- _Your assignment_: I need each line of the entries below that includes the string "existing".

- _Data for analysis_:

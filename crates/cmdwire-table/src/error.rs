use crate::descriptor::CommandIdentity;

/// Errors that can occur while building or loading a command table.
#[derive(Debug, thiserror::Error)]
pub enum TableError {
    /// Two descriptors claim the same (feature, class, command) triple.
    #[error("duplicate command identity {identity} ('{existing}' and '{incoming}')")]
    DuplicateIdentity {
        identity: CommandIdentity,
        existing: String,
        incoming: String,
    },

    /// Two descriptors share a dotted name.
    #[error("duplicate command name '{0}'")]
    DuplicateName(String),

    /// A descriptor is internally inconsistent.
    #[error("invalid descriptor '{name}': {reason}")]
    InvalidDescriptor { name: String, reason: String },

    /// The descriptor file could not be loaded.
    #[error("failed to load command table: {0}")]
    LoadFailed(String),

    /// The descriptor document is not valid JSON for the table schema.
    #[error("command table is not valid JSON: {0}")]
    InvalidJson(#[from] serde_json::Error),

    /// No descriptor carries the requested dotted name.
    #[error("no command named '{0}'")]
    UnknownName(String),
}

pub type Result<T> = std::result::Result<T, TableError>;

- _Result of the task_:
    #[error("duplicate command identity {identity} ('{existing}' and '{incoming}')")]
        existing: String,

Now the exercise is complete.